Looks like someone is upset...

I have not preached anything as gospel. I only agreed with a suggestion made by another poster. I simply passed along information on a tip I was given by someone with way more experience that I have and I happen to trust in what they say. 

I'm sure that you have installed zillions of BB's working at your high zoot shop in anytown USA which makes you much cooler than me and probably most people here on the forums. 

I'm not really sure why you are so hostile about this topic though. I will guess that you have some type of control issues and way too much time on your hands. Your high zoot shop is probably empty because it employs people with personality disorders just like you who alienate all but the few "super click" customers who ride their lame full carbon this or that's that have even less personality than you do and are group ride hero's.

Knowing nothing about me or my acumen with bicycles I'm not sure why you're being so insulting. I don't own taps because I really don't have enough frequent use for them and I have access to a frame builder who is always happy to help me out with chasing threads or pressing the occasional headset for me and they are far more experienced with chasing threads than I am so I prefer to have them do it. Having said that I find that even after chasing the threads using the tape with grease feels way smoother than with grease alone so I prefer to use it, especially on aluminum. My two most recent builds were aluminum and on my personal bike I used only grease for the initial build and after a recent tear down to clean and regrease the BB I used the tape and grease on the threads and it was a much nicer feel reinstalling the cups than with grease alone after a fresh chase. 

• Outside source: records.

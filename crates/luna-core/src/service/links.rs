//! Project <-> integration operations.

use super::{EntityDetails, Service};
use crate::capability::Interface;
use crate::entity::EntityArgs;
use crate::error::{LunaError, Result};
use crate::registry::{
    Link, INTEGRATION_FIELD, INTEGRATION_NAME_HINT, PROJECT_FIELD, PROJECT_NAME_HINT,
};
use crate::types::EntityType;
use std::sync::Arc;
use uuid::Uuid;

impl Service<'_> {
    fn link_index(&self) -> Result<&crate::registry::LinkIndex> {
        self.composition.require(Interface::LinkQuery)?;
        self.registry()?
            .links()
            .ok_or_else(|| LunaError::unsupported(self.entity_type(), "link query"))
    }

    /// Links whose project side is `project_id`.
    pub fn links_for_project(&self, project_id: Uuid) -> Result<Vec<Arc<Link>>> {
        Ok(self.link_index()?.links_for_project(project_id))
    }

    /// Links whose integration side is `integration_id`.
    pub fn links_for_integration(&self, integration_id: Uuid) -> Result<Vec<Arc<Link>>> {
        Ok(self.link_index()?.links_for_integration(integration_id))
    }

    pub fn link(&self, project_id: Uuid, integration_id: Uuid) -> Result<Option<Arc<Link>>> {
        Ok(self.link_index()?.link(project_id, integration_id))
    }

    /// Link an integration to this project.
    pub fn add_integration(&mut self, project_id: Uuid, integration_id: Uuid) -> Result<EntityDetails> {
        self.expect_type(EntityType::Project, "add_integration")?;
        self.entity(project_id)?;
        create_link(self, project_id, integration_id)
    }

    /// Unlink an integration from this project.
    pub fn remove_integration(
        &mut self,
        project_id: Uuid,
        integration_id: Uuid,
    ) -> Result<EntityDetails> {
        self.expect_type(EntityType::Project, "remove_integration")?;
        self.entity(project_id)?;

        let mut links = self.manager.service(EntityType::ProjectIntegration)?;
        let link = links.link(project_id, integration_id)?.ok_or_else(|| {
            LunaError::not_found(
                EntityType::ProjectIntegration,
                format!("{} <-> {}", project_id, integration_id),
            )
        })?;
        links.delete(link.id)
    }

    /// Integrations linked to this project, sorted by name.
    pub fn list_integrations(&mut self, project_id: Uuid) -> Result<Vec<EntityDetails>> {
        self.expect_type(EntityType::Project, "list_integrations")?;
        self.entity(project_id)?;

        let links = self
            .manager
            .service(EntityType::ProjectIntegration)?
            .links_for_project(project_id)?;
        let integrations = self.manager.require(EntityType::Integration)?;

        let mut details: Vec<EntityDetails> = links
            .iter()
            .filter_map(|link| integrations.get_by_id(link.integration_id))
            .map(EntityDetails::from)
            .collect();
        details.sort_by(|a, b| a.name.cmp(&b.name));
        Ok(details)
    }

    /// Link this integration to a project.
    pub fn add_to_project(&mut self, integration_id: Uuid, project_id: Uuid) -> Result<EntityDetails> {
        self.expect_type(EntityType::Integration, "add_to_project")?;
        self.entity(integration_id)?;
        create_link(self, project_id, integration_id)
    }
}

/// Create the link entity; it is named `<project>-<integration>`.
fn create_link(service: &mut Service<'_>, project_id: Uuid, integration_id: Uuid) -> Result<EntityDetails> {
    let mut args = EntityArgs::new()
        .field(PROJECT_FIELD, project_id.to_string())
        .field(INTEGRATION_FIELD, integration_id.to_string());
    for (entity_type, id, hint) in [
        (EntityType::Project, project_id, PROJECT_NAME_HINT),
        (EntityType::Integration, integration_id, INTEGRATION_NAME_HINT),
    ] {
        // Missing endpoints are reported by the link's create checks.
        if let Some(endpoint) = service.manager.require(entity_type)?.get_by_id(id) {
            args = args.hint(hint, endpoint.name());
        }
    }

    service
        .manager
        .service(EntityType::ProjectIntegration)?
        .create(args)
}
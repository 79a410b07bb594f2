//! Operations on the active database.

use super::Service;
use crate::capability::Behavior;
use crate::error::{LunaError, Result};
use crate::persistence::Persistence;
use crate::types::EntityType;
use std::sync::Arc;
use tracing::info;

impl Service<'_> {
    fn active_store(&self) -> Result<Arc<dyn Persistence>> {
        self.manager.store().ok_or_else(|| LunaError::Database {
            message: "No active database".to_string(),
            source: None,
        })
    }

    /// Delete every persisted row and drop the matching in-memory entities.
    ///
    /// Returns the number of entities removed.
    pub fn clear(&mut self) -> Result<usize> {
        self.expect_type(EntityType::Database, "clear")?;
        let store = self.active_store()?;
        store.clear()?;

        let mut removed = 0;
        for entity_type in EntityType::ALL {
            let Some(registry) = self.manager.get_by_entity_type_mut(entity_type) else {
                continue;
            };
            if !registry.composition().has(Behavior::DatabaseRegistry) {
                continue;
            }
            let ids: Vec<_> = registry.get_all().map(|e| e.id()).collect();
            for id in ids {
                registry.unregister(id)?;
                removed += 1;
            }
        }

        info!("Cleared {} database ({} entities)", store.name(), removed);
        Ok(removed)
    }

    /// Check the active database answers.
    pub fn test(&self) -> Result<String> {
        self.expect_type(EntityType::Database, "test")?;
        let store = self.active_store()?;
        store.ping()?;
        Ok(store.name().to_string())
    }
}
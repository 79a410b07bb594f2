//! Command adapter.
//!
//! Maps parsed commands onto composed service operations. Which commands an
//! entity type accepts follows from its command-layer behaviors plus the
//! commands its base adds. Names given on the command line are resolved to
//! entities here; formatting the JSON result is left to the caller.

use crate::capability::{Behavior, Composition};
use crate::entity::EntityArgs;
use crate::error::{LunaError, Result};
use crate::registry::RegistryManager;
use crate::types::EntityType;
use serde::{Deserialize, Serialize};
use serde_json::{json, Map, Value};
use std::collections::BTreeMap;
use tracing::{debug, warn};
use uuid::Uuid;

/// Kinds of command an entity type may offer.
#[derive(Debug, Clone, Copy, PartialEq, Eq, Hash, PartialOrd, Ord, Serialize, Deserialize)]
#[serde(rename_all = "snake_case")]
pub enum CommandType {
    Create,
    List,
    Detail,
    Delete,
    Rename,
    Edit,
    ListModules,
    AddIntegration,
    RemoveIntegration,
    ListIntegrations,
    Clear,
    Test,
}

impl CommandType {
    pub fn as_str(&self) -> &'static str {
        match self {
            CommandType::Create => "create",
            CommandType::List => "list",
            CommandType::Detail => "detail",
            CommandType::Delete => "delete",
            CommandType::Rename => "rename",
            CommandType::Edit => "edit",
            CommandType::ListModules => "list_modules",
            CommandType::AddIntegration => "add_integration",
            CommandType::RemoveIntegration => "remove_integration",
            CommandType::ListIntegrations => "list_integrations",
            CommandType::Clear => "clear",
            CommandType::Test => "test",
        }
    }

    /// Commands enabled by a command-layer behavior.
    fn enabled_by(behavior: Behavior) -> &'static [CommandType] {
        match behavior {
            Behavior::ListableCommand => &[CommandType::List, CommandType::Detail],
            Behavior::CreatableCommand
            | Behavior::UserNameableCommand
            | Behavior::CreatableImplementationCommand => &[CommandType::Create],
            Behavior::DeletableCommand => &[CommandType::Delete],
            Behavior::RenamableCommand => &[CommandType::Rename],
            Behavior::EditableCommand => &[CommandType::Edit],
            Behavior::DiscoverableImplementationCommand => &[CommandType::ListModules],
            _ => &[],
        }
    }
}

impl std::fmt::Display for CommandType {
    fn fmt(&self, f: &mut std::fmt::Formatter<'_>) -> std::fmt::Result {
        write!(f, "{}", self.as_str())
    }
}

/// A parsed command with its arguments. Entities are named, not id'd.
#[derive(Debug, Clone, PartialEq)]
pub enum Command {
    Create {
        name: Option<String>,
        implementation: Option<String>,
        fields: BTreeMap<String, Value>,
    },
    List {
        sort_by: Option<String>,
        filter: Option<String>,
    },
    Detail {
        name: String,
    },
    Delete {
        name: String,
    },
    Rename {
        name: String,
        new_name: String,
    },
    Edit {
        name: String,
        updates: Map<String, Value>,
    },
    ListModules,
    AddIntegration {
        project: String,
        integration: String,
    },
    RemoveIntegration {
        project: String,
        integration: String,
    },
    ListIntegrations {
        project: String,
    },
    Clear,
    Test,
}

impl Command {
    pub fn command_type(&self) -> CommandType {
        match self {
            Command::Create { .. } => CommandType::Create,
            Command::List { .. } => CommandType::List,
            Command::Detail { .. } => CommandType::Detail,
            Command::Delete { .. } => CommandType::Delete,
            Command::Rename { .. } => CommandType::Rename,
            Command::Edit { .. } => CommandType::Edit,
            Command::ListModules => CommandType::ListModules,
            Command::AddIntegration { .. } => CommandType::AddIntegration,
            Command::RemoveIntegration { .. } => CommandType::RemoveIntegration,
            Command::ListIntegrations { .. } => CommandType::ListIntegrations,
            Command::Clear => CommandType::Clear,
            Command::Test => CommandType::Test,
        }
    }
}

/// Commands `composition`'s entity type accepts, in a stable order.
pub fn available(composition: &Composition) -> Vec<CommandType> {
    let mut commands: Vec<CommandType> = composition
        .command
        .behaviors
        .iter()
        .flat_map(|behavior| CommandType::enabled_by(*behavior).iter().copied())
        .chain(composition.base().base_commands().iter().copied())
        .collect();
    commands.sort();
    commands.dedup();
    commands
}

/// Run `command` against `entity_type`.
///
/// Failures are logged here and returned as typed errors.
pub fn execute(
    manager: &mut RegistryManager,
    entity_type: EntityType,
    command: Command,
) -> Result<Value> {
    let command_type = command.command_type();
    let result = dispatch(manager, entity_type, command);
    match &result {
        Ok(_) => debug!("{} {} succeeded", entity_type, command_type),
        Err(e) => warn!("{} {} failed: {}", entity_type, command_type, e),
    }
    result
}

fn dispatch(manager: &mut RegistryManager, entity_type: EntityType, command: Command) -> Result<Value> {
    let composition = std::sync::Arc::clone(manager.require(entity_type)?.composition());
    let command_type = command.command_type();
    if !available(&composition).contains(&command_type) {
        return Err(LunaError::unsupported(entity_type, command_type.as_str()));
    }

    let output = match command {
        Command::Create {
            name,
            implementation,
            fields,
        } => {
            let args = EntityArgs {
                name,
                implementation,
                fields,
                ..EntityArgs::default()
            };
            json!(manager.service(entity_type)?.create(args)?)
        }
        Command::List { sort_by, filter } => json!(manager
            .service(entity_type)?
            .list(sort_by.as_deref(), filter.as_deref())?),
        Command::Detail { name } => {
            let id = resolve(manager, entity_type, &name)?;
            json!(manager.service(entity_type)?.details(id)?)
        }
        Command::Delete { name } => {
            let id = resolve(manager, entity_type, &name)?;
            json!(manager.service(entity_type)?.delete(id)?)
        }
        Command::Rename { name, new_name } => {
            let id = resolve(manager, entity_type, &name)?;
            json!(manager.service(entity_type)?.rename(id, &new_name)?)
        }
        Command::Edit { name, updates } => {
            let id = resolve(manager, entity_type, &name)?;
            json!(manager.service(entity_type)?.edit(id, updates)?)
        }
        Command::ListModules => json!(manager.service(entity_type)?.list_implementations()?),
        Command::AddIntegration {
            project,
            integration,
        } => {
            let project = resolve(manager, EntityType::Project, &project)?;
            let integration = resolve(manager, EntityType::Integration, &integration)?;
            json!(manager
                .service(entity_type)?
                .add_integration(project, integration)?)
        }
        Command::RemoveIntegration {
            project,
            integration,
        } => {
            let project = resolve(manager, EntityType::Project, &project)?;
            let integration = resolve(manager, EntityType::Integration, &integration)?;
            json!(manager
                .service(entity_type)?
                .remove_integration(project, integration)?)
        }
        Command::ListIntegrations { project } => {
            let project = resolve(manager, EntityType::Project, &project)?;
            json!(manager.service(entity_type)?.list_integrations(project)?)
        }
        Command::Clear => json!({ "removed": manager.service(entity_type)?.clear()? }),
        Command::Test => json!({ "ok": true, "database": manager.service(entity_type)?.test()? }),
    };
    Ok(output)
}

/// Id of the entity of `entity_type` named `name`.
fn resolve(manager: &RegistryManager, entity_type: EntityType, name: &str) -> Result<Uuid> {
    Ok(manager.require(entity_type)?.require_by_name(name)?.id())
}

#[cfg(test)]
mod tests {
    use super::*;
    use crate::capability::Compositions;

    #[test]
    fn test_available_commands() {
        let compositions = Compositions::build().unwrap();

        let project = available(&compositions.get(EntityType::Project).unwrap());
        assert_eq!(
            project,
            vec![
                CommandType::Create,
                CommandType::List,
                CommandType::Detail,
                CommandType::Delete,
                CommandType::Rename,
                CommandType::Edit,
                CommandType::AddIntegration,
                CommandType::RemoveIntegration,
                CommandType::ListIntegrations,
            ]
        );

        let database = available(&compositions.get(EntityType::Database).unwrap());
        assert_eq!(
            database,
            vec![
                CommandType::List,
                CommandType::Detail,
                CommandType::ListModules,
                CommandType::Clear,
                CommandType::Test,
            ]
        );

        let links = available(&compositions.get(EntityType::ProjectIntegration).unwrap());
        assert!(links.contains(&CommandType::Create));
        assert!(!links.contains(&CommandType::Rename));
    }

    #[test]
    fn test_command_type_names() {
        assert_eq!(CommandType::ListModules.to_string(), "list_modules");
        assert_eq!(
            Command::Rename {
                name: "a".into(),
                new_name: "b".into()
            }
            .command_type(),
            CommandType::Rename
        );
    }
}
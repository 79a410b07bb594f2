//! Implementation discovery.
//!
//! Entity types composed with implementation discovery (`database`,
//! `integration`) pick their implementations from the built-ins plus JSON
//! plugin descriptors found in the plugins directory.

mod loader;
mod schema;

pub use loader::PluginLoader;
pub use schema::{builtin_implementations, Implementation, PluginDescriptor};
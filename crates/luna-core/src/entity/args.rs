//! Construction arguments for entities.

use crate::error::{LunaError, Result};
use crate::persistence::{Row, ID_COLUMN};
use serde_json::{Map, Value};
use std::collections::BTreeMap;
use uuid::Uuid;

/// Row keys that map onto dedicated entity properties rather than the field
/// bag.
pub(crate) const RESERVED_KEYS: [&str; 5] = [ID_COLUMN, "uuid", "name", "config", "submodule"];

/// Arguments consumed by the entity initializer steps.
///
/// Each composed entity behavior reads the arguments it cares about and
/// ignores the rest.
#[derive(Debug, Clone, Default, PartialEq)]
pub struct EntityArgs {
    /// Existing id (when loading); a fresh one is generated otherwise.
    pub id: Option<Uuid>,
    pub name: Option<String>,
    /// Store row id (when loading).
    pub db_id: Option<i64>,
    pub config: Option<Map<String, Value>>,
    pub implementation: Option<String>,
    /// Additional persisted fields (`title`, `project_uuid`, ...).
    pub fields: BTreeMap<String, Value>,
    /// Construction-only values for base hooks; never persisted.
    pub hints: BTreeMap<String, String>,
}

impl EntityArgs {
    pub fn new() -> Self {
        Self::default()
    }

    pub fn named(name: impl Into<String>) -> Self {
        Self::new().name(name)
    }

    pub fn name(mut self, name: impl Into<String>) -> Self {
        self.name = Some(name.into());
        self
    }

    pub fn id(mut self, id: Uuid) -> Self {
        self.id = Some(id);
        self
    }

    pub fn implementation(mut self, implementation: impl Into<String>) -> Self {
        self.implementation = Some(implementation.into());
        self
    }

    pub fn config(mut self, config: Map<String, Value>) -> Self {
        self.config = Some(config);
        self
    }

    pub fn field(mut self, key: impl Into<String>, value: impl Into<Value>) -> Self {
        self.fields.insert(key.into(), value.into());
        self
    }

    pub fn hint(mut self, key: impl Into<String>, value: impl Into<String>) -> Self {
        self.hints.insert(key.into(), value.into());
        self
    }

    /// Rebuild arguments from a persisted row.
    pub fn from_row(row: &Row) -> Result<Self> {
        let id = match row.get("uuid") {
            Some(Value::String(s)) => Some(Uuid::parse_str(s).map_err(|e| LunaError::Validation {
                field: "uuid".to_string(),
                message: format!("invalid uuid '{}': {}", s, e),
            })?),
            Some(other) => {
                return Err(LunaError::Validation {
                    field: "uuid".to_string(),
                    message: format!("expected a string, got {}", other),
                })
            }
            None => None,
        };

        let config = match row.get("config") {
            None | Some(Value::Null) => None,
            Some(Value::Object(map)) => Some(map.clone()),
            Some(other) => {
                return Err(LunaError::Validation {
                    field: "config".to_string(),
                    message: format!("expected an object, got {}", other),
                })
            }
        };

        let fields = row
            .iter()
            .filter(|(key, value)| !RESERVED_KEYS.contains(&key.as_str()) && !value.is_null())
            .map(|(key, value)| (key.clone(), value.clone()))
            .collect();

        Ok(Self {
            id,
            name: row.get("name").and_then(Value::as_str).map(str::to_string),
            db_id: row.get(ID_COLUMN).and_then(Value::as_i64),
            config,
            implementation: row
                .get("submodule")
                .and_then(Value::as_str)
                .map(str::to_string),
            fields,
            hints: BTreeMap::new(),
        })
    }
}

#[cfg(test)]
mod tests {
    use super::*;
    use serde_json::json;

    #[test]
    fn test_builder() {
        let args = EntityArgs::named("demo")
            .implementation("github")
            .field("title", "Demo")
            .hint("project_name", "blog");

        assert_eq!(args.name.as_deref(), Some("demo"));
        assert_eq!(args.hints["project_name"], "blog");
        assert_eq!(args.implementation.as_deref(), Some("github"));
        assert_eq!(args.fields["title"], json!("Demo"));
    }

    #[test]
    fn test_from_row_splits_reserved_keys() {
        let id = Uuid::new_v4();
        let row: Row = [
            ("id", json!(7)),
            ("uuid", json!(id.to_string())),
            ("name", json!("site")),
            ("config", json!({"branch": "main"})),
            ("submodule", json!("website")),
            ("title", json!("My Site")),
            ("emoji", Value::Null),
        ]
        .into_iter()
        .map(|(k, v)| (k.to_string(), v))
        .collect();

        let args = EntityArgs::from_row(&row).unwrap();
        assert_eq!(args.id, Some(id));
        assert_eq!(args.db_id, Some(7));
        assert_eq!(args.name.as_deref(), Some("site"));
        assert_eq!(args.implementation.as_deref(), Some("website"));
        assert_eq!(args.config.unwrap()["branch"], json!("main"));
        assert_eq!(args.fields.len(), 1);
        assert_eq!(args.fields["title"], json!("My Site"));
    }

    #[test]
    fn test_from_row_rejects_bad_uuid() {
        let mut row = Row::new();
        row.insert("uuid".into(), json!("not-a-uuid"));
        assert!(matches!(
            EntityArgs::from_row(&row),
            Err(LunaError::Validation { .. })
        ));
    }
}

I'm sure a stud like yourself, who works in a bike shop, hasn't ridden an aluminum frame since OJ was found innocent so I apologize again for not being very cool...

Every other poster on these forums "works in a shop" so you can say anything and it could be untrue. Working in a shop does not make you more skilled than someone working from their home it just means you probably work on more Roadmaster's and Next's with shifting and braking problems. 

There is however an aspect of bike repair I'd like clarified by you. I noticed in another posting you asked if there was a lockring on a BB...
http://forums.roadbikereview.com/showthread.php?t=184126
If you are gifted with mechanical knowledge why would you even ask such a NOOB question? Because you are a NOOB or because even though you work in a shop you're really nothing special.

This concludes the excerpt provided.